◆ **What you should do**: Every line of the material must be copied exactly.

◆ **Material for this task**:
**********

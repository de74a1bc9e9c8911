//! Checksum and buffer identity
//!
//! Every buffer is identified by its SHA3-256 digest. The textual form is
//! 64 lowercase hex characters, which is also what goes over the wire.

use std::fmt;
use std::str::FromStr;

use bytes::Bytes;
use serde::{Deserialize, Deserializer, Serialize, Serializer};
use sha3::{Digest, Sha3_256};

use crate::error::{Result, SeamlessError};

/// Immutable byte sequence
pub type Buffer = Bytes;

pub const CHECKSUM_LENGTH: usize = 32;

/// SHA3-256 digest of a buffer
#[derive(Clone, Copy, PartialEq, Eq, Hash, PartialOrd, Ord)]
pub struct Checksum([u8; CHECKSUM_LENGTH]);

impl Checksum {
    pub fn from_bytes(bytes: [u8; CHECKSUM_LENGTH]) -> Self {
        Self(bytes)
    }

    /// Parse a raw 32-byte digest
    pub fn from_slice(bytes: &[u8]) -> Result<Self> {
        let digest: [u8; CHECKSUM_LENGTH] = bytes.try_into().map_err(|_| {
            SeamlessError::InvalidChecksum(format!(
                "expected {} bytes, got {}",
                CHECKSUM_LENGTH,
                bytes.len()
            ))
        })?;
        Ok(Self(digest))
    }

    /// Parse the 64-character hex form
    pub fn from_hex(text: &str) -> Result<Self> {
        if text.len() != CHECKSUM_LENGTH * 2 {
            return Err(SeamlessError::InvalidChecksum(format!(
                "expected {} hex characters, got {}",
                CHECKSUM_LENGTH * 2,
                text.len()
            )));
        }
        let mut digest = [0u8; CHECKSUM_LENGTH];
        hex::decode_to_slice(text, &mut digest)
            .map_err(|e| SeamlessError::InvalidChecksum(format!("{text}: {e}")))?;
        Ok(Self(digest))
    }

    /// Parse an optional hex checksum; empty strings and JSON null mean "no checksum"
    pub fn parse_optional(text: Option<&str>) -> Result<Option<Self>> {
        match text {
            None | Some("") => Ok(None),
            Some(text) => Self::from_hex(text).map(Some),
        }
    }

    pub fn as_bytes(&self) -> &[u8; CHECKSUM_LENGTH] {
        &self.0
    }

    pub fn to_hex(&self) -> String {
        hex::encode(self.0)
    }

    /// First 8 hex characters, for log lines
    pub fn short(&self) -> String {
        hex::encode(&self.0[..4])
    }
}

impl fmt::Display for Checksum {
    fn fmt(&self, f: &mut fmt::Formatter<'_>) -> fmt::Result {
        for byte in &self.0 {
            write!(f, "{byte:02x}")?;
        }
        Ok(())
    }
}

impl fmt::Debug for Checksum {
    fn fmt(&self, f: &mut fmt::Formatter<'_>) -> fmt::Result {
        write!(f, "Checksum({self})")
    }
}

impl FromStr for Checksum {
    type Err = SeamlessError;

    fn from_str(s: &str) -> Result<Self> {
        Self::from_hex(s.trim())
    }
}

impl Serialize for Checksum {
    fn serialize<S: Serializer>(&self, serializer: S) -> std::result::Result<S::Ok, S::Error> {
        serializer.serialize_str(&self.to_hex())
    }
}

impl<'de> Deserialize<'de> for Checksum {
    fn deserialize<D: Deserializer<'de>>(deserializer: D) -> std::result::Result<Self, D::Error> {
        let text = String::deserialize(deserializer)?;
        Self::from_hex(&text).map_err(serde::de::Error::custom)
    }
}

/// Compute the checksum of a buffer
pub fn calculate_checksum(buffer: &[u8]) -> Checksum {
    let mut hasher = Sha3_256::new();
    hasher.update(buffer);
    Checksum(hasher.finalize().into())
}

pub const EMPTY_DICT_BUFFER: &[u8] = b"{}\n";
pub const EMPTY_LIST_BUFFER: &[u8] = b"[]\n";

pub fn empty_dict_checksum() -> Checksum {
    calculate_checksum(EMPTY_DICT_BUFFER)
}

pub fn empty_list_checksum() -> Checksum {
    calculate_checksum(EMPTY_LIST_BUFFER)
}

/// Buffers that every tier can always produce
pub fn builtin_buffer(checksum: &Checksum) -> Option<Buffer> {
    if *checksum == empty_dict_checksum() {
        Some(Bytes::from_static(EMPTY_DICT_BUFFER))
    } else if *checksum == empty_list_checksum() {
        Some(Bytes::from_static(EMPTY_LIST_BUFFER))
    } else {
        None
    }
}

**********

◆ **Solution for this problem**:
repository de74a1bc9e9c8911
//! Checksum and buffer identity
//!
//! Every buffer is identified by its SHA3-256 digest. The textual form is
//! 64 lowercase hex characters, which is also what goes over the wire.

use std::fmt;
use std::str::FromStr;

use bytes::Bytes;
use serde::{Deserialize, Deserializer, Serialize, Serializer};
use sha3::{Digest, Sha3_256};

use crate::error::{Result, SeamlessError};

/// Immutable byte sequence
pub type Buffer = Bytes;

pub const CHECKSUM_LENGTH: usize = 32;

/// SHA3-256 digest of a buffer
#[derive(Clone, Copy, PartialEq, Eq, Hash, PartialOrd, Ord)]
pub struct Checksum([u8; CHECKSUM_LENGTH]);

impl Checksum {
    pub fn from_bytes(bytes: [u8; CHECKSUM_LENGTH]) -> Self {
        Self(bytes)
    }

    /// Parse a raw 32-byte digest
    pub fn from_slice(bytes: &[u8]) -> Result<Self> {
        let digest: [u8; CHECKSUM_LENGTH] = bytes.try_into().map_err(|_| {
            SeamlessError::InvalidChecksum(format!(
                "expected {} bytes, got {}",
                CHECKSUM_LENGTH,
                bytes.len()
            ))
        })?;
        Ok(Self(digest))
    }

    /// Parse the 64-character hex form
    pub fn from_hex(text: &str) -> Result<Self> {
        if text.len() != CHECKSUM_LENGTH * 2 {
            return Err(SeamlessError::InvalidChecksum(format!(
                "expected {} hex characters, got {}",
                CHECKSUM_LENGTH * 2,
                text.len()
            )));
        }
        let mut digest = [0u8; CHECKSUM_LENGTH];
        hex::decode_to_slice(text, &mut digest)
            .map_err(|e| SeamlessError::InvalidChecksum(format!("{text}: {e}")))?;
        Ok(Self(digest))
    }

    /// Parse an optional hex checksum; empty strings and JSON null mean "no checksum"
    pub fn parse_optional(text: Option<&str>) -> Result<Option<Self>> {
        match text {
            None | Some("") => Ok(None),
            Some(text) => Self::from_hex(text).map(Some),
        }
    }

    pub fn as_bytes(&self) -> &[u8; CHECKSUM_LENGTH] {
        &self.0
    }

    pub fn to_hex(&self) -> String {
        hex::encode(self.0)
    }

    /// First 8 hex characters, for log lines
    pub fn short(&self) -> String {
        hex::encode(&self.0[..4])
    }
}

impl fmt::Display for Checksum {
    fn fmt(&self, f: &mut fmt::Formatter<'_>) -> fmt::Result {
        for byte in &self.0 {
            write!(f, "{byte:02x}")?;
        }
        Ok(())
    }
}

impl fmt::Debug for Checksum {
    fn fmt(&self, f: &mut fmt::Formatter<'_>) -> fmt::Result {
        write!(f, "Checksum({self})")
    }
}

impl FromStr for Checksum {
    type Err = SeamlessError;

    fn from_str(s: &str) -> Result<Self> {
        Self::from_hex(s.trim())
    }
}

impl Serialize for Checksum {
    fn serialize<S: Serializer>(&self, serializer: S) -> std::result::Result<S::Ok, S::Error> {
        serializer.serialize_str(&self.to_hex())
    }
}

impl<'de> Deserialize<'de> for Checksum {
    fn deserialize<D: Deserializer<'de>>(deserializer: D) -> std::result::Result<Self, D::Error> {
        let text = String::deserialize(deserializer)?;
        Self::from_hex(&text).map_err(serde::de::Error::custom)
    }
}

/// Compute the checksum of a buffer
pub fn calculate_checksum(buffer: &[u8]) -> Checksum {
    let mut hasher = Sha3_256::new();
    hasher.update(buffer);
    Checksum(hasher.finalize().into())
}

pub const EMPTY_DICT_BUFFER: &[u8] = b"{}\n";
pub const EMPTY_LIST_BUFFER: &[u8] = b"[]\n";

pub fn empty_dict_checksum() -> Checksum {
    calculate_checksum(EMPTY_DICT_BUFFER)
}

pub fn empty_list_checksum() -> Checksum {
    calculate_checksum(EMPTY_LIST_BUFFER)
}

/// Buffers that every tier can always produce
pub fn builtin_buffer(checksum: &Checksum) -> Option<Buffer> {
    if *checksum == empty_dict_checksum() {
        Some(Bytes::from_static(EMPTY_DICT_BUFFER))
    } else if *checksum == empty_list_checksum() {
        Some(Bytes::from_static(EMPTY_LIST_BUFFER))
    } else {
        None
    }
}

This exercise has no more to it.